(ASSIGNED TASK): Gather from the listing below each line that includes the word "must", and copy it.

::: RECORDS TO USE

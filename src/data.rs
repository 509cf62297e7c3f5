//! Validated input containers.
//!
//! Raw slices are checked once, here, for emptiness, finiteness and shape.
//! Downstream engines accept these types and never re-validate them.
//!
//! # Examples
//!
//! ```
//! use u_inference::data::{ContingencyTable, Sample};
//!
//! let s = Sample::new(vec![1.0, 2.0, 3.0, 4.0, 5.0]).unwrap();
//! assert_eq!(s.len(), 5);
//! assert!((s.mean() - 3.0).abs() < 1e-12);
//! assert!(Sample::new(vec![]).is_err());
//! assert!(Sample::new(vec![1.0, f64::NAN]).is_err());
//!
//! let t = ContingencyTable::new(vec![vec![10, 20], vec![30, 40]]).unwrap();
//! assert_eq!(t.grand_total(), 100);
//! assert!(ContingencyTable::new(vec![vec![1, 2], vec![3]]).is_err());
//! ```

use u_numflow::stats;

use crate::error::{InferenceError, Result};

// ---------------------------------------------------------------------------
// Sample
// ---------------------------------------------------------------------------

/// Non-empty ordered sequence of finite real numbers.
///
/// The mean is computed once at construction; the variance is computed
/// from the stored values on every call.
#[derive(Debug, Clone, PartialEq)]
#[cfg_attr(
    feature = "serde",
    derive(serde::Serialize, serde::Deserialize),
    serde(try_from = "Vec<f64>", into = "Vec<f64>")
)]
pub struct Sample {
    values: Vec<f64>,
    mean: f64,
}

impl Sample {
    /// Wraps `values` after checking it is non-empty and entirely finite.
    pub fn new(values: Vec<f64>) -> Result<Self> {
        if values.is_empty() {
            return Err(InferenceError::validation("sample cannot be empty"));
        }
        ensure_finite(&values, "sample")?;
        let mean = stats::mean(&values)
            .ok_or_else(|| InferenceError::validation("sample mean is undefined"))?;
        Ok(Self { values, mean })
    }

    /// Observations in input order.
    pub fn values(&self) -> &[f64] {
        &self.values
    }

    /// Number of observations (always ≥ 1).
    pub fn len(&self) -> usize {
        self.values.len()
    }

    /// Always `false`; kept for API symmetry with slices.
    pub fn is_empty(&self) -> bool {
        self.values.is_empty()
    }

    /// Arithmetic mean (compensated summation).
    pub fn mean(&self) -> f64 {
        self.mean
    }

    /// Sample variance with the n−1 divisor (Welford's algorithm).
    ///
    /// `None` for a single observation.
    pub fn variance(&self) -> Option<f64> {
        stats::variance(&self.values).map(|v| v.max(0.0))
    }

    /// Sample standard deviation (√ of [`variance`](Self::variance)).
    pub fn std_dev(&self) -> Option<f64> {
        self.variance().map(f64::sqrt)
    }

    /// Smallest observation.
    pub fn min(&self) -> f64 {
        self.values.iter().copied().fold(f64::INFINITY, f64::min)
    }

    /// Largest observation.
    pub fn max(&self) -> f64 {
        self.values.iter().copied().fold(f64::NEG_INFINITY, f64::max)
    }

    /// Copy of the observations in non-decreasing order.
    pub fn sorted(&self) -> Vec<f64> {
        let mut v = self.values.clone();
        v.sort_by(f64::total_cmp);
        v
    }
}

impl TryFrom<Vec<f64>> for Sample {
    type Error = InferenceError;

    fn try_from(values: Vec<f64>) -> Result<Self> {
        Self::new(values)
    }
}

impl TryFrom<&[f64]> for Sample {
    type Error = InferenceError;

    fn try_from(values: &[f64]) -> Result<Self> {
        Self::new(values.to_vec())
    }
}

impl From<Sample> for Vec<f64> {
    fn from(s: Sample) -> Self {
        s.values
    }
}

impl AsRef<[f64]> for Sample {
    fn as_ref(&self) -> &[f64] {
        &self.values
    }
}

// ---------------------------------------------------------------------------
// Contingency table
// ---------------------------------------------------------------------------

/// Rectangular grid of non-negative integer counts (row-major).
///
/// The grand total must fit in a `u64`, so every marginal total does too.
#[derive(Debug, Clone, PartialEq, Eq)]
#[cfg_attr(
    feature = "serde",
    derive(serde::Serialize, serde::Deserialize),
    serde(try_from = "Vec<Vec<u64>>", into = "Vec<Vec<u64>>")
)]
pub struct ContingencyTable {
    counts: Vec<u64>,
    n_rows: usize,
    n_cols: usize,
    grand_total: u64,
}

impl ContingencyTable {
    /// Builds a table from rows. Every row must have the same, non-zero
    /// length and there must be at least one row.
    pub fn new(rows: Vec<Vec<u64>>) -> Result<Self> {
        let n_rows = rows.len();
        if n_rows == 0 {
            return Err(InferenceError::validation(
                "contingency table must have at least one row",
            ));
        }
        let n_cols = rows[0].len();
        if n_cols == 0 {
            return Err(InferenceError::validation(
                "contingency table rows cannot be empty",
            ));
        }
        if let Some(i) = rows.iter().position(|r| r.len() != n_cols) {
            return Err(InferenceError::validation(format!(
                "all rows in contingency table must have the same length \
                 (row 0 has {n_cols}, row {i} has {})",
                rows[i].len()
            )));
        }
        let counts: Vec<u64> = rows.into_iter().flatten().collect();
        let grand_total = counts
            .iter()
            .try_fold(0u64, |acc, &c| acc.checked_add(c))
            .ok_or_else(|| {
                InferenceError::validation("contingency table total overflows a 64-bit count")
            })?;
        Ok(Self {
            counts,
            n_rows,
            n_cols,
            grand_total,
        })
    }

    /// Number of rows.
    pub fn n_rows(&self) -> usize {
        self.n_rows
    }

    /// Number of columns.
    pub fn n_cols(&self) -> usize {
        self.n_cols
    }

    /// Count at (`row`, `col`).
    ///
    /// # Panics
    ///
    /// Panics if either index is out of range.
    pub fn get(&self, row: usize, col: usize) -> u64 {
        assert!(row < self.n_rows && col < self.n_cols, "index out of range");
        self.counts[row * self.n_cols + col]
    }

    /// Iterator over rows as slices.
    pub fn rows(&self) -> impl Iterator<Item = &[u64]> {
        self.counts.chunks_exact(self.n_cols)
    }

    /// Row marginal totals.
    pub fn row_totals(&self) -> Vec<u64> {
        self.rows().map(|r| r.iter().sum()).collect()
    }

    /// Column marginal totals.
    pub fn col_totals(&self) -> Vec<u64> {
        let mut totals = vec![0u64; self.n_cols];
        for row in self.rows() {
            for (t, &c) in totals.iter_mut().zip(row) {
                *t += c;
            }
        }
        totals
    }

    /// Sum of all cells.
    pub fn grand_total(&self) -> u64 {
        self.grand_total
    }
}

impl TryFrom<Vec<Vec<u64>>> for ContingencyTable {
    type Error = InferenceError;

    fn try_from(rows: Vec<Vec<u64>>) -> Result<Self> {
        Self::new(rows)
    }
}

impl From<ContingencyTable> for Vec<Vec<u64>> {
    fn from(t: ContingencyTable) -> Self {
        t.counts.chunks_exact(t.n_cols).map(<[u64]>::to_vec).collect()
    }
}

// ---------------------------------------------------------------------------
// Helpers
// ---------------------------------------------------------------------------

/// Rejects NaN and ±∞, naming the offending position.
pub(crate) fn ensure_finite(values: &[f64], what: &str) -> Result<()> {
    match values.iter().position(|v| !v.is_finite()) {
        Some(i) => Err(InferenceError::validation(format!(
            "{what} must contain only finite numbers (index {i} is {})",
            values[i]
        ))),
        None => Ok(()),
    }
}

#[cfg(test)]
mod tests {
    use super::*;

    #[test]
    fn sample_rejects_empty_and_non_finite() {
        assert!(matches!(
            Sample::new(vec![]),
            Err(InferenceError::Validation(_))
        ));
        assert!(Sample::new(vec![1.0, f64::INFINITY]).is_err());
        assert!(Sample::new(vec![f64::NAN]).is_err());
    }

    #[test]
    fn sample_moments() {
        let s = Sample::new(vec![1.0, 2.0, 3.0, 4.0, 5.0]).unwrap();
        assert!((s.mean() - 3.0).abs() < 1e-12);
        assert!((s.variance().unwrap() - 2.5).abs() < 1e-12);
        assert_eq!(s.min(), 1.0);
        assert_eq!(s.max(), 5.0);
    }

    #[test]
    fn single_observation_has_no_variance() {
        let s = Sample::new(vec![42.0]).unwrap();
        assert!(s.variance().is_none());
        assert!(s.std_dev().is_none());
        assert_eq!(s.mean(), 42.0);
    }

    #[test]
    fn mean_survives_cancellation() {
        let s = Sample::new(vec![1e100, 3.0, -1e100]).unwrap();
        assert_eq!(s.mean(), 1.0);
    }

    #[test]
    fn table_marginals() {
        let t = ContingencyTable::new(vec![vec![1, 2, 3], vec![4, 5, 6]]).unwrap();
        assert_eq!(t.n_rows(), 2);
        assert_eq!(t.n_cols(), 3);
        assert_eq!(t.row_totals(), vec![6, 15]);
        assert_eq!(t.col_totals(), vec![5, 7, 9]);
        assert_eq!(t.grand_total(), 21);
        assert_eq!(t.get(1, 2), 6);
    }

    #[test]
    fn table_total_overflow_is_rejected() {
        let r = ContingencyTable::new(vec![vec![u64::MAX, 1], vec![0, 0]]);
        assert!(matches!(r, Err(InferenceError::Validation(_))));
        let r = ContingencyTable::new(vec![vec![u64::MAX / 2], vec![u64::MAX / 2 + 1]]);
        assert_eq!(r.unwrap().grand_total(), u64::MAX);
    }

    #[test]
    fn table_converts_back_to_rows() {
        let rows = vec![vec![1, 2, 3], vec![4, 5, 6]];
        let t = ContingencyTable::try_from(rows.clone()).unwrap();
        assert_eq!(Vec::<Vec<u64>>::from(t), rows);
        assert!(ContingencyTable::try_from(vec![vec![1], vec![]]).is_err());
    }

    #[test]
    fn table_shape_errors() {
        assert!(ContingencyTable::new(vec![]).is_err());
        assert!(ContingencyTable::new(vec![vec![]]).is_err());
        assert!(ContingencyTable::new(vec![vec![1, 2], vec![3]]).is_err());
    }
}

::::::

(SOLUTION BELOW):
/// The grand total must fit in a `u64`, so every marginal total does too.
    /// Builds a table from rows. Every row must have the same, non-zero
    /// length and there must be at least one row.
                "contingency table must have at least one row",
                "all rows in contingency table must have the same length \
            "{what} must contain only finite numbers (index {i} is {})",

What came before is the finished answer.